---------- Dataset records
#![cfg_attr(
    test,
    allow(
        clippy::unwrap_used,
        clippy::expect_used,
        clippy::float_cmp,
        clippy::significant_drop_tightening,
        clippy::too_many_lines,
        clippy::match_same_arms,
        clippy::needless_pass_by_value,
        clippy::needless_collect,
        clippy::option_if_let_else,
        clippy::default_trait_access,
        clippy::items_after_statements,
        clippy::or_fun_call
    )
)]

//! Portfolio Market Data - Stock Data Core for a Paper Portfolio
//!
//! Fronts a rate-limited stock market data provider: REST lookups for
//! symbols, quotes and daily history, and a single multiplexed trade stream
//! that fans live prices out to any number of in-process callbacks. A paper
//! portfolio ledger sits on top and keeps its unrealised gains current.
//!
//! # Layers (inside → outside)
//!
//! - **Domain**: Pure types and rules with no IO
//!   - `market`: Quotes, candle series, trade ticks, symbol lookups
//!   - `credential`: Credential, validity state, domestic symbol set
//!   - `subscription`: Reference-counted price callbacks per symbol
//!   - `portfolio`: Cash, positions and history bookkeeping
//!
//! - **Application**: Use cases and port definitions
//!   - `ports`: Store, clock, stream connector and price feed contracts
//!   - `services`: Channel manager, credential monitor, market data
//!     facade, portfolio ledger
//!
//! - **Infrastructure**: Adapters and external integrations
//!   - `gateway`: Rate-limited REST client and wire payloads
//!   - `rate_limit`: Request scheduler with a refilling reservoir
//!   - `stream`: WebSocket connector, codec and reconnect policy
//!   - `store`: In-memory and JSON file key-value stores
//!   - `config`: Environment configuration
//!   - `health`: Health check HTTP endpoint
//!
//! # Data Flow
//!
//! ```text
//!                  ┌──────────────┐   ┌──────────────┐
//! Provider REST ◄──│ Rate Limiter │◄──│ HttpGateway  │◄── search / quote / history
//!                  └──────────────┘   └──────────────┘
//!
//!                  ┌──────────────┐   ┌──────────────┐
//! Provider WS ────►│  Connector   │──►│   Channel    │──► callback 1
//!                  └──────────────┘   │   Manager    │──► callback N
//!                                     └──────────────┘
//!                                            ▲ open / close
//!                                     ┌──────────────┐
//!                                     │  Credential  │
//!                                     │   Monitor    │
//!                                     └──────────────┘
//! ```

#![forbid(unsafe_code)]
#![warn(missing_docs)]
#![warn(clippy::pedantic)]

// =============================================================================
// Module Declarations
// =============================================================================

/// Domain layer - Core market data and ledger types with no IO.
pub mod domain;

/// Application layer - Use cases and port definitions.
pub mod application;

/// Infrastructure layer - Adapters and external integrations.
pub mod infrastructure;

// =============================================================================
// Re-exports
// =============================================================================

// Domain types
pub use domain::credential::{Credential, DomesticSymbols, SharedCredential, ValidityState};
pub use domain::market::{
    CandleSeries, CandleStatus, PricePoint, Quote, SeriesError, SymbolDescription, SymbolLookup,
    TradeTick,
};
pub use domain::portfolio::{PortfolioEntry, PortfolioState, TradeError};
pub use domain::subscription::{
    PriceCallback, SubscriptionChanges, SubscriptionRegistry, SubscriptionStats, Symbol,
    TopicChange,
};

// Ports
pub use application::ports::{
    Clock, KeyValueStore, MarketDataError, PriceFeed, StoreError, StreamConnector, SystemClock,
};

// Services
pub use application::services::{
    ChannelManager, ChannelState, CredentialMonitor, LedgerError, MarketDataService,
    PortfolioLedger,
};

// Infrastructure config
pub use infrastructure::config::{
    ConfigError, MarketDataConfig, PortfolioSettings, ProviderSettings, ServerSettings,
    StreamSettings,
};

// Adapters
pub use infrastructure::gateway::{GatewayError, HttpGateway};
pub use infrastructure::rate_limit::{LimiterError, QuotaEvent, RateBudget, RateLimiter};
pub use infrastructure::store::{InMemoryStore, JsonFileStore};
pub use infrastructure::stream::TungsteniteConnector;

// Health server
pub use infrastructure::health::{HealthServer, HealthServerError, HealthServerState};

// Metrics
pub use infrastructure::metrics::init_metrics;

// Telemetry
pub use infrastructure::telemetry::{TelemetryConfig, TelemetryGuard, init as init_telemetry};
--------------------
#### [Aim of the task]
The lines to copy are those above that contain "external".

#### [Result below]
//! - **Infrastructure**: Adapters and external integrations
/// Infrastructure layer - Adapters and external integrations.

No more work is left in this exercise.